[Collected data]
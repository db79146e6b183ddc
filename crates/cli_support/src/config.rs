use serde::Deserialize;
use std::path::{Path, PathBuf};
use thiserror::Error;

pub const DEFAULT_CONFIG_NAME: &str = "fcn-road.toml";
pub const CONFIG_ENV_VAR: &str = "FCN_ROAD_CONFIG";

#[derive(Debug, Error)]
pub enum ConfigError {
    #[error("failed to read config {path}: {source}")]
    Read {
        path: PathBuf,
        #[source]
        source: std::io::Error,
    },
    #[error("failed to parse config {path}: {source}")]
    Parse {
        path: PathBuf,
        #[source]
        source: toml::de::Error,
    },
}

/// Values from an optional TOML file. Every field is optional; command-line
/// flags win over anything set here.
///
/// ```toml
/// [paths]
/// data_dir = "~/kitti"
/// model_path = "./model/model.ckpt"
///
/// [train]
/// epochs = 20
/// keep_prob = 0.5
///
/// [model]
/// image_height = 160
/// image_width = 576
/// ```
#[derive(Debug, Clone, Default, Deserialize)]
#[serde(default, deny_unknown_fields)]
pub struct RunConfig {
    pub paths: PathsSection,
    pub train: TrainSection,
    pub model: ModelSection,
    /// File this config came from, if any.
    #[serde(skip)]
    pub source: Option<PathBuf>,
}

#[derive(Debug, Clone, Default, Deserialize)]
#[serde(default, deny_unknown_fields)]
pub struct PathsSection {
    pub data_dir: Option<String>,
    pub runs_dir: Option<String>,
    pub model_path: Option<String>,
}

#[derive(Debug, Clone, Default, Deserialize)]
#[serde(default, deny_unknown_fields)]
pub struct TrainSection {
    pub epochs: Option<usize>,
    pub batch_size: Option<usize>,
    pub learning_rate: Option<f64>,
    pub keep_prob: Option<f64>,
    pub flip_prob: Option<f32>,
    pub seed: Option<u64>,
    pub regularize: Option<bool>,
    pub freeze_backbone: Option<bool>,
}

#[derive(Debug, Clone, Default, Deserialize)]
#[serde(default, deny_unknown_fields)]
pub struct ModelSection {
    pub image_height: Option<u32>,
    pub image_width: Option<u32>,
    pub num_classes: Option<usize>,
}

impl RunConfig {
    pub fn from_path(path: &Path) -> Result<Self, ConfigError> {
        let raw = std::fs::read_to_string(path).map_err(|e| ConfigError::Read {
            path: path.to_path_buf(),
            source: e,
        })?;
        let mut cfg: RunConfig = toml::from_str(&raw).map_err(|e| ConfigError::Parse {
            path: path.to_path_buf(),
            source: e,
        })?;
        cfg.source = Some(path.to_path_buf());
        Ok(cfg)
    }

    /// Find the config to use: `explicit` first, then `$FCN_ROAD_CONFIG`, then
    /// `fcn-road.toml` in the working directory. No file means all defaults.
    pub fn discover(explicit: Option<&Path>) -> Result<Self, ConfigError> {
        if let Some(path) = explicit {
            return Self::from_path(path);
        }
        if let Ok(path) = std::env::var(CONFIG_ENV_VAR) {
            return Self::from_path(&expand_path(&path));
        }
        let local = Path::new(DEFAULT_CONFIG_NAME);
        if local.exists() {
            return Self::from_path(local);
        }
        Ok(Self::default())
    }

    pub fn data_dir(&self) -> Option<PathBuf> {
        self.paths.data_dir.as_deref().map(expand_path)
    }

    pub fn runs_dir(&self) -> Option<PathBuf> {
        self.paths.runs_dir.as_deref().map(expand_path)
    }

    pub fn model_path(&self) -> Option<PathBuf> {
        self.paths.model_path.as_deref().map(expand_path)
    }
}

/// Expand a leading `~` and `${VAR}` references. Unknown variables are left
/// as written.
pub fn expand_path(raw: &str) -> PathBuf {
    let mut out = raw.to_string();
    if let Some(stripped) = out.strip_prefix('~') {
        if let Ok(home) = std::env::var("HOME") {
            out = format!("{home}{stripped}");
        }
    }
    PathBuf::from(expand_env(&out))
}

fn expand_env(input: &str) -> String {
    let mut out = String::with_capacity(input.len());
    let mut rest = input;
    while let Some(start) = rest.find("${") {
        out.push_str(&rest[..start]);
        let after = &rest[start + 2..];
        match after.find('}') {
            Some(end) => {
                let key = &after[..end];
                match std::env::var(key) {
                    Ok(val) => out.push_str(&val),
                    Err(_) => out.push_str(&format!("${{{key}}}")),
                }
                rest = &after[end + 1..];
            }
            None => {
                out.push_str(&rest[start..]);
                rest = "";
            }
        }
    }
    out.push_str(rest);
    out
}

#[cfg(test)]
mod tests {
    use super::*;

    #[test]
    fn unknown_variables_are_kept_verbatim() {
        assert_eq!(
            expand_env("a/${FCN_ROAD_SURELY_UNSET_VAR}/b"),
            "a/${FCN_ROAD_SURELY_UNSET_VAR}/b"
        );
        assert_eq!(expand_env("plain/path"), "plain/path");
        assert_eq!(expand_env("broken/${open"), "broken/${open");
    }

    #[test]
    fn known_variables_expand() {
        let path = std::env::var("PATH").unwrap_or_default();
        assert_eq!(expand_env("${PATH}/x"), format!("{path}/x"));
    }
}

▸ WHAT IS REQUIRED
The answer must consist solely of the lines from the first line of the data to the line holding "pub enum ConfigError", each given again exactly.

▸ ANSWER TO THE EXERCISE
repository db79146e6b183ddc
filename crates/cli_support/src/config.rs
use serde::Deserialize;
use std::path::{Path, PathBuf};
use thiserror::Error;

pub const DEFAULT_CONFIG_NAME: &str = "fcn-road.toml";
pub const CONFIG_ENV_VAR: &str = "FCN_ROAD_CONFIG";

#[derive(Debug, Error)]
pub enum ConfigError {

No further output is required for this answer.